Le médecin s’interrompt, avec cette gêne à peine dissimulée qui lui fait regretter l’évocation d’une époque maudite. Wilhelm baisse les yeux, une tristesse d’adolescent saisit son visage fatigué. Parfois, le passé lui revient en nausées, le prive de folies, d’illusions et de passion. À cette Walkyrie, au premier rang, il y avait Goebbels et Göring. Ils avaient applaudi, debout.

— Je ne les ai pas vraiment entendus, docteur, ces derniers mots du maître du Walhalla. Je dois bien l’admettre. C’est étrange, car mon cerveau me chuchotait les notes, une à une, clairement mais je n’entendais pas réellement.

— Comment vous en êtes-vous rendu compte ?

— Ferdinand Frantz a voulu reprendre car il avait chanté faux. Je lui ai fait un sourire complaisant mais j’ai bien vu qu’il était gêné. Nous avons repris et je lui ai demandé si cela lui convenait. Il m’a regardé d’une drôle de façon, je dirais même de manière compatissante. J’ai perçu qu’il avait compris que mon oreille me trompait. Je suis rentré, bouleversé.

Les yeux du chef d’orchestre se mouillent. Il passe la main sur son front dégarni.

— Je ne peux plus diriger, docteur. Imaginez-vous ce que cela représente. Furtwängler, sourd !

Le médecin range un presse-papier qui traîne devant lui. Furtwängler se lève, ajuste son chapeau sur son crâne chauve et sort.

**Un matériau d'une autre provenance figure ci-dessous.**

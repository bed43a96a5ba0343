//! Domain model
//!
//! In-process representation of resources, independent of the wire schema.
//! Instances are built fresh per command invocation and never persisted.

use crate::error::ValidationError;
use crate::wire::VirtualMachineImageResource;
use serde::{Deserialize, Serialize};
use std::collections::HashMap;
use std::fmt;

/// Where a resource lives in the provider's hierarchy
#[derive(Debug, Clone, PartialEq, Eq, Hash, Serialize, Deserialize)]
pub struct Scope {
    pub subscription_id: String,
    pub resource_group: String,
    pub location: String,
}

impl Scope {
    pub fn new(
        subscription_id: impl Into<String>,
        resource_group: impl Into<String>,
        location: impl Into<String>,
    ) -> Self {
        Self {
            subscription_id: subscription_id.into(),
            resource_group: resource_group.into(),
            location: location.into(),
        }
    }

    pub fn validate(&self) -> Result<(), ValidationError> {
        non_empty("subscription id", &self.subscription_id)?;
        non_empty("resource group", &self.resource_group)?;
        non_empty("location", &self.location)?;
        Ok(())
    }
}

/// `(scope, name)` identity of a resource
#[derive(Debug, Clone, PartialEq, Eq, Hash, Serialize, Deserialize)]
pub struct ResourceIdentity {
    pub scope: Scope,
    pub name: String,
}

impl ResourceIdentity {
    pub fn new(scope: Scope, name: impl Into<String>) -> Result<Self, ValidationError> {
        let identity = Self {
            scope,
            name: name.into(),
        };
        identity.validate()?;
        Ok(identity)
    }

    /// Address of an existing resource whose location is not known yet.
    /// Only valid for reads; the provider response carries the location.
    pub fn lookup(
        subscription_id: impl Into<String>,
        resource_group: impl Into<String>,
        name: impl Into<String>,
    ) -> Result<Self, ValidationError> {
        let identity = Self {
            scope: Scope::new(subscription_id, resource_group, ""),
            name: name.into(),
        };
        non_empty("name", &identity.name)?;
        non_empty("subscription id", &identity.scope.subscription_id)?;
        non_empty("resource group", &identity.scope.resource_group)?;
        Ok(identity)
    }

    pub fn validate(&self) -> Result<(), ValidationError> {
        non_empty("name", &self.name)?;
        self.scope.validate()
    }

    pub fn resource_group(&self) -> &str {
        &self.scope.resource_group
    }

    pub fn location(&self) -> &str {
        &self.scope.location
    }
}

impl fmt::Display for ResourceIdentity {
    fn fmt(&self, f: &mut fmt::Formatter<'_>) -> fmt::Result {
        write!(f, "'{}' (resource group '{}')", self.name, self.scope.resource_group)
    }
}

fn non_empty(field: &'static str, value: &str) -> Result<(), ValidationError> {
    if value.trim().is_empty() {
        return Err(ValidationError::Empty { field });
    }
    Ok(())
}

/// A single resource tag
#[derive(Debug, Clone, PartialEq, Eq, Hash, Serialize, Deserialize)]
pub struct Tag {
    pub name: String,
    pub value: String,
}

impl Tag {
    pub fn new(name: impl Into<String>, value: impl Into<String>) -> Self {
        Self {
            name: name.into(),
            value: value.into(),
        }
    }
}

/// Tags as supplied by the caller
///
/// May hold duplicates until the mapper validates it.
#[derive(Debug, Clone, Default, PartialEq, Eq, Serialize, Deserialize)]
#[serde(transparent)]
pub struct TagSet(Vec<Tag>);

impl TagSet {
    pub fn new() -> Self {
        Self::default()
    }

    pub fn push(&mut self, tag: Tag) {
        self.0.push(tag);
    }

    pub fn with(mut self, name: impl Into<String>, value: impl Into<String>) -> Self {
        self.push(Tag::new(name, value));
        self
    }

    pub fn iter(&self) -> impl Iterator<Item = &Tag> {
        self.0.iter()
    }

    pub fn len(&self) -> usize {
        self.0.len()
    }

    pub fn is_empty(&self) -> bool {
        self.0.is_empty()
    }

    pub fn get(&self, name: &str) -> Option<&str> {
        self.0
            .iter()
            .find(|t| t.name.eq_ignore_ascii_case(name))
            .map(|t| t.value.as_str())
    }

    /// Order-insensitive view used for comparisons
    pub fn as_map(&self) -> HashMap<String, String> {
        self.0
            .iter()
            .map(|t| (t.name.clone(), t.value.clone()))
            .collect()
    }
}

impl FromIterator<Tag> for TagSet {
    fn from_iter<I: IntoIterator<Item = Tag>>(iter: I) -> Self {
        Self(iter.into_iter().collect())
    }
}

#[derive(Debug, Clone, Copy, PartialEq, Eq, Hash, Serialize, Deserialize)]
pub enum Direction {
    Inbound,
    Outbound,
}

#[derive(Debug, Clone, Copy, PartialEq, Eq, Hash, Serialize, Deserialize)]
pub enum Protocol {
    Tcp,
    Udp,
    Icmp,
    Esp,
    Ah,
    #[serde(rename = "*", alias = "Any")]
    Any,
}

#[derive(Debug, Clone, Copy, PartialEq, Eq, Hash, Serialize, Deserialize)]
pub enum Access {
    Allow,
    Deny,
}

impl fmt::Display for Direction {
    fn fmt(&self, f: &mut fmt::Formatter<'_>) -> fmt::Result {
        match self {
            Direction::Inbound => write!(f, "Inbound"),
            Direction::Outbound => write!(f, "Outbound"),
        }
    }
}

impl fmt::Display for Protocol {
    fn fmt(&self, f: &mut fmt::Formatter<'_>) -> fmt::Result {
        match self {
            Protocol::Tcp => write!(f, "Tcp"),
            Protocol::Udp => write!(f, "Udp"),
            Protocol::Icmp => write!(f, "Icmp"),
            Protocol::Esp => write!(f, "Esp"),
            Protocol::Ah => write!(f, "Ah"),
            Protocol::Any => write!(f, "*"),
        }
    }
}

impl fmt::Display for Access {
    fn fmt(&self, f: &mut fmt::Formatter<'_>) -> fmt::Result {
        match self {
            Access::Allow => write!(f, "Allow"),
            Access::Deny => write!(f, "Deny"),
        }
    }
}

fn any() -> String {
    "*".to_string()
}

/// Security rule of a network security group
///
/// Each address prefix and port range has a single form and a list form.
/// A non-empty list takes the place of the single value, which is then
/// left empty (or at its `*` default when read from a rules file).
#[derive(Debug, Clone, PartialEq, Eq, Serialize, Deserialize)]
pub struct SecurityRule {
    pub name: String,
    #[serde(default, skip_serializing_if = "Option::is_none")]
    pub description: Option<String>,
    /// Evaluation order, unique within the group
    pub priority: u32,
    pub direction: Direction,
    #[serde(default = "default_protocol")]
    pub protocol: Protocol,
    #[serde(default = "any")]
    pub source_address_prefix: String,
    #[serde(default, skip_serializing_if = "Vec::is_empty")]
    pub source_address_prefixes: Vec<String>,
    #[serde(default = "any")]
    pub source_port_range: String,
    #[serde(default, skip_serializing_if = "Vec::is_empty")]
    pub source_port_ranges: Vec<String>,
    #[serde(default = "any")]
    pub destination_address_prefix: String,
    #[serde(default, skip_serializing_if = "Vec::is_empty")]
    pub destination_address_prefixes: Vec<String>,
    #[serde(default = "any")]
    pub destination_port_range: String,
    #[serde(default, skip_serializing_if = "Vec::is_empty")]
    pub destination_port_ranges: Vec<String>,
    pub access: Access,
}

fn default_protocol() -> Protocol {
    Protocol::Any
}

impl SecurityRule {
    /// Rule matching everything in `direction`; narrow it with the builder methods
    pub fn new(name: impl Into<String>, priority: u32, direction: Direction, access: Access) -> Self {
        Self {
            name: name.into(),
            description: None,
            priority,
            direction,
            protocol: Protocol::Any,
            source_address_prefix: any(),
            source_address_prefixes: Vec::new(),
            source_port_range: any(),
            source_port_ranges: Vec::new(),
            destination_address_prefix: any(),
            destination_address_prefixes: Vec::new(),
            destination_port_range: any(),
            destination_port_ranges: Vec::new(),
            access,
        }
    }

    pub fn protocol(mut self, protocol: Protocol) -> Self {
        self.protocol = protocol;
        self
    }

    pub fn destination_port_range(mut self, range: impl Into<String>) -> Self {
        self.destination_port_range = range.into();
        self
    }

    pub fn destination_port_ranges<I, S>(mut self, ranges: I) -> Self
    where
        I: IntoIterator<Item = S>,
        S: Into<String>,
    {
        self.destination_port_range.clear();
        self.destination_port_ranges = ranges.into_iter().map(Into::into).collect();
        self
    }

    pub fn source_address_prefix(mut self, prefix: impl Into<String>) -> Self {
        self.source_address_prefix = prefix.into();
        self
    }

    pub fn source_address_prefixes<I, S>(mut self, prefixes: I) -> Self
    where
        I: IntoIterator<Item = S>,
        S: Into<String>,
    {
        self.source_address_prefix.clear();
        self.source_address_prefixes = prefixes.into_iter().map(Into::into).collect();
        self
    }

    pub fn description(mut self, description: impl Into<String>) -> Self {
        self.description = Some(description.into());
        self
    }
}

/// Network security group
#[derive(Debug, Clone, PartialEq, Serialize)]
pub struct NetworkSecurityGroup {
    #[serde(flatten)]
    pub identity: ResourceIdentity,
    pub security_rules: Vec<SecurityRule>,
    pub tags: TagSet,

    /// Full resource id, populated by the provider
    pub id: Option<String>,
    pub etag: Option<String>,
    pub provisioning_state: Option<String>,
    pub default_security_rules: Vec<SecurityRule>,
}

impl NetworkSecurityGroup {
    pub fn new(identity: ResourceIdentity) -> Self {
        Self {
            identity,
            security_rules: Vec::new(),
            tags: TagSet::new(),
            id: None,
            etag: None,
            provisioning_state: None,
            default_security_rules: Vec::new(),
        }
    }

    pub fn with_rules(mut self, rules: Vec<SecurityRule>) -> Self {
        self.security_rules = rules;
        self
    }

    pub fn with_tags(mut self, tags: TagSet) -> Self {
        self.tags = tags;
        self
    }

    pub fn name(&self) -> &str {
        &self.identity.name
    }
}

/// Extension type published in a location; the catalog form is canonical
pub type ExtensionImageType = VirtualMachineImageResource;

/// Published version of an extension type
pub type ExtensionImageVersion = VirtualMachineImageResource;
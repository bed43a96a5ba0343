use crate::output;
use crate::prompt::StdinConfirmation;
use crate::{NsgCommands, Session};
use anyhow::Context;
use armctl_cloud::{
    NetworkSecurityGroup, Reader, ResourceGroupQuery, ResourceIdentity, Scope, SecurityRule, Tag,
    TagSet, Upsert,
};
use armctl_cloud_azure::NetworkSecurityGroupClient;
use colored::Colorize;
use serde::Deserialize;
use std::path::Path;

pub async fn handle(session: &Session, cmd: NsgCommands) -> anyhow::Result<()> {
    let client = NetworkSecurityGroupClient::new(session.arm.clone());

    match cmd {
        NsgCommands::New {
            name,
            resource_group,
            location,
            rules_file,
            tags,
            force,
        } => {
            let location = location
                .or_else(|| session.settings.default_location.clone())
                .context("--location is required (or set default_location in armctl.yaml)")?;
            let identity = ResourceIdentity::new(
                Scope::new(session.subscription_id(), resource_group, location),
                name,
            )?;
            let rules = match rules_file {
                Some(path) => load_rules(&path)?,
                None => Vec::new(),
            };
            let desired = NetworkSecurityGroup::new(identity.clone())
                .with_rules(rules)
                .with_tags(tag_set(tags));

            if session.output == output::OutputFormat::Table {
                println!(
                    "{} network security group {}...",
                    "Applying".blue(),
                    identity
                );
            }
            let outcome = Upsert::new(&session.ctx, &client, &StdinConfirmation)
                .run(&desired, force)
                .await?;
            output::print_upsert(&identity, &outcome, session.output)
        }
        NsgCommands::Get {
            name,
            resource_group,
        } => {
            let identity =
                ResourceIdentity::lookup(session.subscription_id(), resource_group, name)?;
            let nsg: NetworkSecurityGroup =
                Reader::new(&session.ctx).get(&client, &identity).await?;
            output::print_network_security_group(&nsg, session.output)
        }
        NsgCommands::List { resource_group } => {
            let query = ResourceGroupQuery {
                subscription_id: session.subscription_id().to_string(),
                resource_group,
            };
            let groups: Vec<NetworkSecurityGroup> = Reader::new(&session.ctx)
                .list_mapped(&client, &query)
                .await?;
            output::print_network_security_groups(&groups, session.output)
        }
    }
}

/// `--tag KEY=VALUE`
pub fn parse_tag(s: &str) -> Result<(String, String), String> {
    let (key, value) = s
        .split_once('=')
        .ok_or_else(|| format!("invalid tag '{s}': expected KEY=VALUE"))?;
    Ok((key.to_string(), value.to_string()))
}

// Duplicates are kept so validation reports them instead of silently dropping one
fn tag_set(tags: Vec<(String, String)>) -> TagSet {
    tags.into_iter()
        .map(|(name, value)| Tag::new(name, value))
        .collect()
}

#[derive(Deserialize)]
#[serde(untagged)]
enum RulesFile {
    List(Vec<SecurityRule>),
    Wrapped { security_rules: Vec<SecurityRule> },
}

/// Read security rules from YAML (or JSON, by extension)
fn load_rules(path: &Path) -> anyhow::Result<Vec<SecurityRule>> {
    let content = std::fs::read_to_string(path)
        .with_context(|| format!("failed to read rules file {}", path.display()))?;
    let is_json = path
        .extension()
        .is_some_and(|ext| ext.eq_ignore_ascii_case("json"));

    let parsed: RulesFile = if is_json {
        serde_json::from_str(&content)
            .with_context(|| format!("failed to parse rules file {}", path.display()))?
    } else {
        serde_yaml::from_str(&content)
            .with_context(|| format!("failed to parse rules file {}", path.display()))?
    };

    Ok(match parsed {
        RulesFile::List(rules) => rules,
        RulesFile::Wrapped { security_rules } => security_rules,
    })
}
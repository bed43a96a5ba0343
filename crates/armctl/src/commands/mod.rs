pub mod extension_image;
pub mod network_security_group;
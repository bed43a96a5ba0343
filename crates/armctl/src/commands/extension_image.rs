use crate::output;
use crate::{ExtensionImageCommands, Session};
use armctl_cloud::{ExtensionTypeQuery, ExtensionVersionQuery, Reader};
use armctl_cloud_azure::ExtensionImageClient;

pub async fn handle(session: &Session, cmd: ExtensionImageCommands) -> anyhow::Result<()> {
    let client = ExtensionImageClient::new(session.arm.clone());
    let reader = Reader::new(&session.ctx);

    match cmd {
        ExtensionImageCommands::Types {
            location,
            publisher,
        } => {
            let query = ExtensionTypeQuery {
                subscription_id: session.subscription_id().to_string(),
                location,
                publisher,
            };
            let types = reader.list(&client, &query).await?;
            output::print_images(
                &types,
                &format!("No extension types found for {query}"),
                session.output,
            )
        }
        ExtensionImageCommands::Versions {
            location,
            publisher,
            type_name,
            filter,
        } => {
            let query = ExtensionVersionQuery {
                subscription_id: session.subscription_id().to_string(),
                location,
                publisher,
                type_name,
                filter,
            };
            let versions = reader.list(&client, &query).await?;
            output::print_images(
                &versions,
                &format!("No {query} found"),
                session.output,
            )
        }
    }
}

Vienne a conservé des odeurs de guerre et de souvenirs calcinés. Les grands boulevards se brisent comme des lignes de frises noires entre des tas de décombres que les pelles mécaniques vont cacher dans un étrange recoin du monde. Il ne reste rien ou presque du bonheur d’avant, quand Vienne, comme Berlin, s’oubliait dans la brume et que son peuple s’agitait autour des théâtres et dans les brasseries. Les gens cherchaient à se distraire à la folie. On aurait dit qu’ils sentaient la tragédie pointer dans les bourgeons des tilleuls, au dernier printemps. Les jupes des femmes raccourcissaient, le vin et la bière coulaient à flots. Les mœurs étaient plus libres. Des manèges tournaient, sur les places, les enfants criaient, les filles faisaient les yeux doux aux premiers amoureux. On s’abandonnait, on s’oubliait.

Et puis, l’hiver est venu. Un jour de décembre 1938, Furtwängler n’a plus vu Arnold Ziegel, le second violon du Philharmonique de Vienne, un jeune musicien qu’il appréciait. Le régisseur a dit que Ziegel avait fui, sans doute vers la France ou l’Amérique.

— Bon débarras ! avait ajouté l’intendant du Philharmonique. À présent, les têtes vont rouler, surtout celles de Juifs, comme partout dans le Grand Reich.

Wilhelm s’était mis en colère, comme rarement.

— Votre Führer est un imbécile ! avait-il hurlé.

Le fonctionnaire, un bonhomme grassouillet, aurait pu rire au nez de Furtwängler, mais tout le monde savait qu’il était le chef d’orchestre préféré de Hitler.